Dogs can get stressed for the same reasons humans get stressed. Dogs get stressed in situations where they feel unable to cope.
What is canine stress? What does it look like? And how can we help them to release the stress?
Dogs can get stressed for the same reasons humans get stressed. They can get stressed when we are angry with them or punish them. They get stressed in situations of threat, of pain or discomfort, and even stressed by excitement. Dogs get stressed in situations where they feel unable to cope.
When stressed, they get more hormones running around, and the adrenaline starts pumping. The stress levels together with the activated defense mechanisms are necessary for your dog to survive. It helps them react fast enough and be strong enough to survive danger.
Dogs can show stress in many ways. When stressed, they will usually start using “calming signals” to ease the stress.
You will find the reasons for your dog’s stress by looking at yourself and your surroundings. Sometimes it may be helpful to ask someone to help you. This will allow you to see the situation from another point of view.
It’s up to you what kind of relationship you have with your dog. Will he learn to fear you and live his life being afraid and feeling bad, or will you make him feel good and have trust in you. Such a dog will hardly ever come in a defensive position and is likely to bite.
What can make a dog stressed?
- Direct threats by other dogs or us
- Rough handling, pulling him along, jerking at the lead, pushing him down
- Unknown places, noises, odors
- Violence, aggression in his environment
- Pain and illness
- Inadequate diet
- Being alone
- Too little exercise or too much-overexcited playing with balls or other dogs
- Hunger, thirst
- Sudden changes
- Freezing or being too hot
- Genetic predisposition
- Never being able to relax, always being disturbed
- Too high demands in training and daily life
- Licking or biting himself excessively
- Scratching excessively
- Barking, howling, whining
- Shaking as if shaking off water
- Unhealthy looking fur that seems to be hard, breakable, standing on end
- Tense muscles
- Sudden “attack” of dandruff, for instance
- Looking nervous, hiding behind the handler
- Running after his tail
- Losing his appetite
- Using calming signals
- Unable to calm down, restless
- It doesn’t smell nice, both mouth and body
- Having to eliminate more often than normal
- Allergies, many are really stress scratching
- Behaving aggressively
- Losing concentration – can’t concentrate for more than a short time
- Refusing to interact with family; previously playful dog not wanting to play
- Change the environment and routines
- Have the dog do downtime in a safe and quiet place
- Stop using harsh methods in training and handling
- Find your dog’s balance of exercise he needs
- Avoid putting him in a situation of hunger, thirst, heat, cold
- Make sure he has access to relieve himself when he needs to
- Letting the dog be a part of the pack as much as possible, so he is with you or someone in the family more
- Learning to identify and use calming signals
- Stop using all force, punishment, aggression, and anger
- Turning of the head: this can be a swift movement to the side and back, or the dog may hold the head to the side for some time. It may be the whole head or just a tiny movement to the side.

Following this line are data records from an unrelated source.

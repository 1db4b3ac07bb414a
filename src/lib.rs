//! Multiverse Physics – batched rigid-body core for Rust.
//!
//! Many independent worlds share one immutable shape/mass database. Each
//! world runs a broadphase pass per step followed by XPBD substeps
//! (integrate, narrowphase, positional solve, velocity reconstruction,
//! velocity solve). Worlds are stepped in parallel; everything inside a
//! world happens in order.

pub mod collision;
pub mod config;
pub mod core;
pub mod dynamics;
pub mod error;
pub mod utils;
pub mod world;

use std::sync::Arc;
use std::time::Instant;

pub use glam::{Quat, Vec3};

pub use crate::collision::{
    contact::{Contact, ContactBuffer, ContactPoint},
    events::{CandidateCollision, CollisionEvent},
    sat::{Manifold, ManifoldGenerator, ReferenceSide, SatManifoldGenerator},
};
pub use crate::config::{OverflowPolicy, PhysicsConfig};
pub use crate::core::{
    hull::ConvexHull,
    object::{CollisionPrimitive, ObjectDesc, ObjectId, ObjectManager, PrimitiveKind, RigidBodyMetadata},
    soa::{BodyDesc, BodyRef},
    types::Velocity,
};
pub use crate::error::{PhysicsError, Result};
pub use crate::utils::{allocator::EntityId, profiling::PhysicsProfiler};
pub use crate::world::PhysicsWorld;

use crate::utils::logging::{warn_if_step_budget_exceeded, ScopedTimer};

/// Batch driver owning every world and the shared object database.
pub struct PhysicsEngine {
    config: PhysicsConfig,
    objects: Arc<ObjectManager>,
    generator: Arc<dyn ManifoldGenerator>,
    worlds: Vec<PhysicsWorld>,
    profiler: PhysicsProfiler,
}

impl PhysicsEngine {
    /// Creates an engine with no worlds. Fails if the configuration is invalid.
    pub fn new(config: PhysicsConfig, objects: ObjectManager) -> Result<Self> {
        config.validate()?;
        log::info!(
            "physics engine: {} object type(s), {} substep(s) of {:.4} s",
            objects.len(),
            config.num_substeps,
            config.substep_dt()
        );
        Ok(Self {
            config,
            objects: Arc::new(objects),
            generator: Arc::new(SatManifoldGenerator),
            worlds: Vec::new(),
            profiler: PhysicsProfiler::default(),
        })
    }

    /// Adds an empty world and returns its index.
    pub fn add_world(&mut self) -> Result<usize> {
        let world = PhysicsWorld::new(self.config.clone(), Arc::clone(&self.objects))?
            .with_manifold_generator(Arc::clone(&self.generator));
        self.worlds.push(world);
        Ok(self.worlds.len() - 1)
    }

    pub fn world(&self, index: usize) -> Option<&PhysicsWorld> {
        self.worlds.get(index)
    }

    pub fn world_mut(&mut self, index: usize) -> Option<&mut PhysicsWorld> {
        self.worlds.get_mut(index)
    }

    pub fn worlds(&self) -> &[PhysicsWorld] {
        &self.worlds
    }

    pub fn worlds_mut(&mut self) -> &mut [PhysicsWorld] {
        &mut self.worlds
    }

    pub fn world_count(&self) -> usize {
        self.worlds.len()
    }

    pub fn config(&self) -> &PhysicsConfig {
        &self.config
    }

    pub fn objects(&self) -> &ObjectManager {
        &self.objects
    }

    /// Swaps the hull manifold routine in every current and future world.
    pub fn set_manifold_generator(&mut self, generator: Arc<dyn ManifoldGenerator>) {
        for world in &mut self.worlds {
            world.set_manifold_generator(Arc::clone(&generator));
        }
        self.generator = generator;
    }

    /// Profile of the last [`PhysicsEngine::step`], summed over all worlds.
    pub fn profiler(&self) -> &PhysicsProfiler {
        &self.profiler
    }

    /// Steps every world once. Worlds run in parallel with the `parallel`
    /// feature. The first error encountered is returned; other worlds may or
    /// may not have completed their step by then.
    pub fn step(&mut self) -> Result<()> {
        let _timer = ScopedTimer::new("engine::step");
        let start = Instant::now();

        #[cfg(feature = "parallel")]
        {
            use rayon::prelude::*;
            self.worlds.par_iter_mut().try_for_each(PhysicsWorld::step)?;
        }

        #[cfg(not(feature = "parallel"))]
        {
            for world in &mut self.worlds {
                world.step()?;
            }
        }

        self.profiler.reset();
        for world in &self.worlds {
            self.profiler.merge(world.profiler());
        }
        warn_if_step_budget_exceeded(start.elapsed(), self.config.delta_t * 1000.0);
        Ok(())
    }
}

- Not turning the head but having the eyes only to the side looking away to avert the direct stare is a signal similar to head-turning
- Lowering the eyelids and not staring in a threatening way
- Turning to the side or turning your back to someone is very calming
- Freeze, stand, sit or lie still without moving a muscle
- Play position; going down with front legs in a bowing position. You can do this by resting on your knees and then stretching your arms straight out in front of you on the floor.
- Walking slowly and using slow movements
- Turning his back to you and then sitting down or just sitting down when approached can be a signal.
- Lying down with belly on the ground can be a calming signal
- Sniffing the ground in a swift movement and up again. Or just holding the nose to the ground. This signal is really not something we can do
- Going physically between dogs or people is a signal
- Wagging tails; if a dog is crawling towards you, whining and peeing, the wagging tail is a “white flag,” trying to calm you down. Another one we can’t use.
- Smacking their lips
- Licking faces
- Blinking their eyes
- Lifting their paws
- Making themselves small
Dogs also have threatening signals like staring, approaching a dog by walking straight up to him. Stooping or bending over a dog, barking, growling, attacking, showing teeth, and more.
I have listed the most common calming signals dogs use to reduce stress. Help yourself and your dog by learning calming signals. Try them on your dog and see what happens. Some reasons listed for stress may not be stress-related at all, but a medical reason. Consult your veterinarian.